Records to use -
###

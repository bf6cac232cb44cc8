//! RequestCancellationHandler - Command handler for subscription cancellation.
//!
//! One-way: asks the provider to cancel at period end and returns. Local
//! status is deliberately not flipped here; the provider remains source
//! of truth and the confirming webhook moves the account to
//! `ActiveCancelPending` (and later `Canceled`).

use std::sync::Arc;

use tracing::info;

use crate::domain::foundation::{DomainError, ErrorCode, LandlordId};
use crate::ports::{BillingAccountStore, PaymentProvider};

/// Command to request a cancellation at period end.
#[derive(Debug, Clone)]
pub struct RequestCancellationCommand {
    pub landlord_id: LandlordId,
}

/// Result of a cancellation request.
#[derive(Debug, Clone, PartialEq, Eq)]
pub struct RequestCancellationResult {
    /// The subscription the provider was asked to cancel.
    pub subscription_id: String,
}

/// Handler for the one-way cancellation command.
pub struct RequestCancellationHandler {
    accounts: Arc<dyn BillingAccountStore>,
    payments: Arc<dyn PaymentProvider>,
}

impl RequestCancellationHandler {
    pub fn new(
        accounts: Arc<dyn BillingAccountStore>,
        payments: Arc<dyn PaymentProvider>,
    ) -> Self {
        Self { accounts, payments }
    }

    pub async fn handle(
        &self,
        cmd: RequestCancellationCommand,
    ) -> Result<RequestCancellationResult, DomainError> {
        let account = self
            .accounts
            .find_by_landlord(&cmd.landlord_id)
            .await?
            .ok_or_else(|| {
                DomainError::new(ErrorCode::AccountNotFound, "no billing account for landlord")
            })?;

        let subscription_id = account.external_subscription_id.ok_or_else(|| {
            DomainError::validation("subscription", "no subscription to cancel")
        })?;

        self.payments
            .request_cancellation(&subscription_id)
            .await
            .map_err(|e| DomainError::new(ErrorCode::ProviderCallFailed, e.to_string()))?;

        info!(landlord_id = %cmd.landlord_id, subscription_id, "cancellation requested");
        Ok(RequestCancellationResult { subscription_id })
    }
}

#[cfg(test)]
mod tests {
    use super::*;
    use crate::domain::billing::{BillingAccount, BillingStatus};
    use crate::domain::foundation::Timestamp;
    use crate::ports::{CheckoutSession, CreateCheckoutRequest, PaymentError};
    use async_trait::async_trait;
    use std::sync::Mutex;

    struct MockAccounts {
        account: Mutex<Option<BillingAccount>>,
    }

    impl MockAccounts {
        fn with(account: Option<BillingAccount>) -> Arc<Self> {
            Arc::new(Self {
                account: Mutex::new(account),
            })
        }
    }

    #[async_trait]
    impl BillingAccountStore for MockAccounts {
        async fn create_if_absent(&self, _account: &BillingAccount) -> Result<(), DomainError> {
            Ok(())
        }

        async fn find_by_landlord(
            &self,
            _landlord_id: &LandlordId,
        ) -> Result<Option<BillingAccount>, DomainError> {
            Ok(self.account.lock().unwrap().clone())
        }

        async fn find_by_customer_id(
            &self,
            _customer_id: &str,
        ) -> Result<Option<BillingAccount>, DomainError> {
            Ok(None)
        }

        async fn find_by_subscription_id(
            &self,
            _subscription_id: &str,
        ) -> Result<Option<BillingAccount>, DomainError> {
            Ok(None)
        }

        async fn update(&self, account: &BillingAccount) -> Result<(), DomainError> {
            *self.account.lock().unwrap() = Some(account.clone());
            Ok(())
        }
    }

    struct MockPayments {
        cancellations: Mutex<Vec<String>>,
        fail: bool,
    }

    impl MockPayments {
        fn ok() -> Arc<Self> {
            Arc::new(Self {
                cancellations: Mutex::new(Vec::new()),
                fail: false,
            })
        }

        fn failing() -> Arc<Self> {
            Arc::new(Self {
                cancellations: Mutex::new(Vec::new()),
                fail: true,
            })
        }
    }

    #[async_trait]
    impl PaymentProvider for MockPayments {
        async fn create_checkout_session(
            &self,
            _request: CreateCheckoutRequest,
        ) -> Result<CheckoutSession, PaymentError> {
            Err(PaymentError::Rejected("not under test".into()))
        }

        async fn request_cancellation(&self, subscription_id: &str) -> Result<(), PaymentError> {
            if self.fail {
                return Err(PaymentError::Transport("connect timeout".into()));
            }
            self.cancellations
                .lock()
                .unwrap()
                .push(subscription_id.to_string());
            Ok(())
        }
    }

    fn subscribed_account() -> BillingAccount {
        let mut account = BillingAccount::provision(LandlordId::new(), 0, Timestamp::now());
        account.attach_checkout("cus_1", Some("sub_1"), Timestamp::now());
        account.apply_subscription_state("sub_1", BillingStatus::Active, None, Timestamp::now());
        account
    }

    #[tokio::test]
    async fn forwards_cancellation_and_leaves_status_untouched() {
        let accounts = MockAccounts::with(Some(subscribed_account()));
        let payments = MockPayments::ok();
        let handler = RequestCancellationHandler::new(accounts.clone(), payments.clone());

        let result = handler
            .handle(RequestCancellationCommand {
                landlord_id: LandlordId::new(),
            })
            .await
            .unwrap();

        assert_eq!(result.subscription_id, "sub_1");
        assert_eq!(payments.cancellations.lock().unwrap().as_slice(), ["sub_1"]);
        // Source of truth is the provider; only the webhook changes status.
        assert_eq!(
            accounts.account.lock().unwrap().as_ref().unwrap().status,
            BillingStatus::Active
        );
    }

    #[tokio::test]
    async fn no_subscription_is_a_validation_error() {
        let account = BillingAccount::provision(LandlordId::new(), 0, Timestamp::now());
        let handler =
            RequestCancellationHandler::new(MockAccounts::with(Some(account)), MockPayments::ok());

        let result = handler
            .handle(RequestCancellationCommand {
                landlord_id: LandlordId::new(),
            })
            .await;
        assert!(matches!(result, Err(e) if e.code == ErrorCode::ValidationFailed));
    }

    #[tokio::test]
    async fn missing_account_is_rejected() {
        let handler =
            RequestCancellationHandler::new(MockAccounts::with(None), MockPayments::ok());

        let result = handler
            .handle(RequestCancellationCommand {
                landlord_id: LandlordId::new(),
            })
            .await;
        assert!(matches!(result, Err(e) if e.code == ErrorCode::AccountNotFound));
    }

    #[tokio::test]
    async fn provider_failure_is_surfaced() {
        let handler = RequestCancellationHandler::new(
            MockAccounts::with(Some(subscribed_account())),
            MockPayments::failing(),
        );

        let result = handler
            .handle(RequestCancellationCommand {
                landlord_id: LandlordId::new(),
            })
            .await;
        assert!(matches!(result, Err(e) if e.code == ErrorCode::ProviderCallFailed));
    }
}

###

Requirement -
Could you output, exactly and with nothing else, the lines from the start of the records through the line containing "use tracing::info;"?

Exercise result -
repository bf6cac232cb44cc8
//! RequestCancellationHandler - Command handler for subscription cancellation.
//!
//! One-way: asks the provider to cancel at period end and returns. Local
//! status is deliberately not flipped here; the provider remains source
//! of truth and the confirming webhook moves the account to
//! `ActiveCancelPending` (and later `Canceled`).

use std::sync::Arc;

use tracing::info;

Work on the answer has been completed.